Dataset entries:
+-------+
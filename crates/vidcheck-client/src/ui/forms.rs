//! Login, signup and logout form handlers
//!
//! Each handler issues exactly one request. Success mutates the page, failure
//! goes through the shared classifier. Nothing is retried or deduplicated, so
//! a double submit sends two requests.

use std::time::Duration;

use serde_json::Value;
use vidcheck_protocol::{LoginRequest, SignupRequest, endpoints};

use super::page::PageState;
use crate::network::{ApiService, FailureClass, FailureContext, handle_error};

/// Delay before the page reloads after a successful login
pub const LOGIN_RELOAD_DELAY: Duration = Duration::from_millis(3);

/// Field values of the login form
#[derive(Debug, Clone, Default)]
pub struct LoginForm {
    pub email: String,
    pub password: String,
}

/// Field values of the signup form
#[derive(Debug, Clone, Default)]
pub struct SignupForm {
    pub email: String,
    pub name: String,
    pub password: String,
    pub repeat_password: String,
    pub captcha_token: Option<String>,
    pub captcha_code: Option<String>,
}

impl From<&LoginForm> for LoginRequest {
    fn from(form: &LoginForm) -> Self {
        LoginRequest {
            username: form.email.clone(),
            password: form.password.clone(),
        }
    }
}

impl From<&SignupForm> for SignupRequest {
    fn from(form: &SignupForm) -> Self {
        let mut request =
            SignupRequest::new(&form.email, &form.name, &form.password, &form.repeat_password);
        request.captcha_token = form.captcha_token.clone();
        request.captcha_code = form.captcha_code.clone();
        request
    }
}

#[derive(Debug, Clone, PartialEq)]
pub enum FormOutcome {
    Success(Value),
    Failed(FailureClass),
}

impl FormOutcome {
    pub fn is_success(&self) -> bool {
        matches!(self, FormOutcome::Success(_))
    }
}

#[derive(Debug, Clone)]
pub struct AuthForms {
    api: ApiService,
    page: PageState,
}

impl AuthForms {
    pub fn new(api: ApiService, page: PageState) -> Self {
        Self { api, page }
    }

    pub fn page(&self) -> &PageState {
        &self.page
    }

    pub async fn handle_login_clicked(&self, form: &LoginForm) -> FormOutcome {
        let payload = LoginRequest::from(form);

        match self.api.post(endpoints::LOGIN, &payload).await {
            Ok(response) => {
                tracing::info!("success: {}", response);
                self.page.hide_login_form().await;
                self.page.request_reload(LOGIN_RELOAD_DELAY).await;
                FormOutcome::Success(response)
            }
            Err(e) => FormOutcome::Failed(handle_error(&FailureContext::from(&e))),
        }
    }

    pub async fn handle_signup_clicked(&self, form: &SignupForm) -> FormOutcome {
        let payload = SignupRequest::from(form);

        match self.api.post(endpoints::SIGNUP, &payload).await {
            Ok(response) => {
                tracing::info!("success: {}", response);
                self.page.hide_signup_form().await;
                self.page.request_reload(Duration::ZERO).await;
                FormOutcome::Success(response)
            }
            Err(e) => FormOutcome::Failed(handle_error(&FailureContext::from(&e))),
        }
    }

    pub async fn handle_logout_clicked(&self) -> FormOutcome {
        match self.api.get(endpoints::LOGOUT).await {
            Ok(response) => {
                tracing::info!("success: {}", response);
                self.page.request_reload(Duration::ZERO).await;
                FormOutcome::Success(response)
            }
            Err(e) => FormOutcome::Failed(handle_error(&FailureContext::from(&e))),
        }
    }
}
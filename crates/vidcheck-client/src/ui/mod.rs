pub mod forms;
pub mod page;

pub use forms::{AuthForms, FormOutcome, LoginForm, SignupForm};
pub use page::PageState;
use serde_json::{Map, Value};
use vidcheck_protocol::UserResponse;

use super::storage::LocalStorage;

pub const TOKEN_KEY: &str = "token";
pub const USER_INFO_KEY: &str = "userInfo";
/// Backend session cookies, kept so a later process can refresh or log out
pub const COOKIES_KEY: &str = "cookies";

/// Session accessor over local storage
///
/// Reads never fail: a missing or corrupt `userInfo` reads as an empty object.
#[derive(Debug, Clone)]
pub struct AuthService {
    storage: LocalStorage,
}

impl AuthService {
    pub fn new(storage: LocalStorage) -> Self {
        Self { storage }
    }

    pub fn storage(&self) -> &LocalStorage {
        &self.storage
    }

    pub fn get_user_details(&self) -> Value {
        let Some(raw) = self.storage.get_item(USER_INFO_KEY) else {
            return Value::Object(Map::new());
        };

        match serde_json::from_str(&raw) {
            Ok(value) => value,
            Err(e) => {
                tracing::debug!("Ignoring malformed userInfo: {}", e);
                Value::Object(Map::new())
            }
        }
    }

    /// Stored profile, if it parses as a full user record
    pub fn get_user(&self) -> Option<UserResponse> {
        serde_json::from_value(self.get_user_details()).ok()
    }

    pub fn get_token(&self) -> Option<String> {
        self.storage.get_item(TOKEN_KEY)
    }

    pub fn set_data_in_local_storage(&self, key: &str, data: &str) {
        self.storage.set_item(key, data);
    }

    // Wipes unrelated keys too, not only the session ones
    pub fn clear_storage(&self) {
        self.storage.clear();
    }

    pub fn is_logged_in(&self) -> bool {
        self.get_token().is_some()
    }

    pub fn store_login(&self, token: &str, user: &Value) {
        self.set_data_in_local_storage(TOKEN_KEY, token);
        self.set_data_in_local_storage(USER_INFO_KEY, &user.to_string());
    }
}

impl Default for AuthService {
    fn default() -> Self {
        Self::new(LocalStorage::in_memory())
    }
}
+-------+
_What to work on_
Extract the complete data, matching each line exactly.

_Result of the task_
filename crates/vidcheck-client/src/ui/forms.rs
//! Login, signup and logout form handlers
//!
//! Each handler issues exactly one request. Success mutates the page, failure
//! goes through the shared classifier. Nothing is retried or deduplicated, so
//! a double submit sends two requests.

use std::time::Duration;

use serde_json::Value;
use vidcheck_protocol::{LoginRequest, SignupRequest, endpoints};

use super::page::PageState;
use crate::network::{ApiService, FailureClass, FailureContext, handle_error};

/// Delay before the page reloads after a successful login
pub const LOGIN_RELOAD_DELAY: Duration = Duration::from_millis(3);

/// Field values of the login form
#[derive(Debug, Clone, Default)]
pub struct LoginForm {
    pub email: String,
    pub password: String,
}

/// Field values of the signup form
#[derive(Debug, Clone, Default)]
pub struct SignupForm {
    pub email: String,
    pub name: String,
    pub password: String,
    pub repeat_password: String,
    pub captcha_token: Option<String>,
    pub captcha_code: Option<String>,
}

impl From<&LoginForm> for LoginRequest {
    fn from(form: &LoginForm) -> Self {
        LoginRequest {
            username: form.email.clone(),
            password: form.password.clone(),
        }
    }
}

impl From<&SignupForm> for SignupRequest {
    fn from(form: &SignupForm) -> Self {
        let mut request =
            SignupRequest::new(&form.email, &form.name, &form.password, &form.repeat_password);
        request.captcha_token = form.captcha_token.clone();
        request.captcha_code = form.captcha_code.clone();
        request
    }
}

#[derive(Debug, Clone, PartialEq)]
pub enum FormOutcome {
    Success(Value),
    Failed(FailureClass),
}

impl FormOutcome {
    pub fn is_success(&self) -> bool {
        matches!(self, FormOutcome::Success(_))
    }
}

#[derive(Debug, Clone)]
pub struct AuthForms {
    api: ApiService,
    page: PageState,
}

impl AuthForms {
    pub fn new(api: ApiService, page: PageState) -> Self {
        Self { api, page }
    }

    pub fn page(&self) -> &PageState {
        &self.page
    }

    pub async fn handle_login_clicked(&self, form: &LoginForm) -> FormOutcome {
        let payload = LoginRequest::from(form);

        match self.api.post(endpoints::LOGIN, &payload).await {
            Ok(response) => {
                tracing::info!("success: {}", response);
                self.page.hide_login_form().await;
                self.page.request_reload(LOGIN_RELOAD_DELAY).await;
                FormOutcome::Success(response)
            }
            Err(e) => FormOutcome::Failed(handle_error(&FailureContext::from(&e))),
        }
    }

    pub async fn handle_signup_clicked(&self, form: &SignupForm) -> FormOutcome {
        let payload = SignupRequest::from(form);

        match self.api.post(endpoints::SIGNUP, &payload).await {
            Ok(response) => {
                tracing::info!("success: {}", response);
                self.page.hide_signup_form().await;
                self.page.request_reload(Duration::ZERO).await;
                FormOutcome::Success(response)
            }
            Err(e) => FormOutcome::Failed(handle_error(&FailureContext::from(&e))),
        }
    }

    pub async fn handle_logout_clicked(&self) -> FormOutcome {
        match self.api.get(endpoints::LOGOUT).await {
            Ok(response) => {
                tracing::info!("success: {}", response);
                self.page.request_reload(Duration::ZERO).await;
                FormOutcome::Success(response)
            }
            Err(e) => FormOutcome::Failed(handle_error(&FailureContext::from(&e))),
        }
    }
}
filename crates/vidcheck-client/src/ui/mod.rs
pub mod forms;
pub mod page;

pub use forms::{AuthForms, FormOutcome, LoginForm, SignupForm};
pub use page::PageState;
use serde_json::{Map, Value};
use vidcheck_protocol::UserResponse;

use super::storage::LocalStorage;

pub const TOKEN_KEY: &str = "token";
pub const USER_INFO_KEY: &str = "userInfo";
/// Backend session cookies, kept so a later process can refresh or log out
pub const COOKIES_KEY: &str = "cookies";

/// Session accessor over local storage
///
/// Reads never fail: a missing or corrupt `userInfo` reads as an empty object.
#[derive(Debug, Clone)]
pub struct AuthService {
    storage: LocalStorage,
}

impl AuthService {
    pub fn new(storage: LocalStorage) -> Self {
        Self { storage }
    }

    pub fn storage(&self) -> &LocalStorage {
        &self.storage
    }

    pub fn get_user_details(&self) -> Value {
        let Some(raw) = self.storage.get_item(USER_INFO_KEY) else {
            return Value::Object(Map::new());
        };

        match serde_json::from_str(&raw) {
            Ok(value) => value,
            Err(e) => {
                tracing::debug!("Ignoring malformed userInfo: {}", e);
                Value::Object(Map::new())
            }
        }
    }

    /// Stored profile, if it parses as a full user record
    pub fn get_user(&self) -> Option<UserResponse> {
        serde_json::from_value(self.get_user_details()).ok()
    }

    pub fn get_token(&self) -> Option<String> {
        self.storage.get_item(TOKEN_KEY)
    }

    pub fn set_data_in_local_storage(&self, key: &str, data: &str) {
        self.storage.set_item(key, data);
    }

    // Wipes unrelated keys too, not only the session ones
    pub fn clear_storage(&self) {
        self.storage.clear();
    }

    pub fn is_logged_in(&self) -> bool {
        self.get_token().is_some()
    }

    pub fn store_login(&self, token: &str, user: &Value) {
        self.set_data_in_local_storage(TOKEN_KEY, token);
        self.set_data_in_local_storage(USER_INFO_KEY, &user.to_string());
    }
}

impl Default for AuthService {
    fn default() -> Self {
        Self::new(LocalStorage::in_memory())
    }
}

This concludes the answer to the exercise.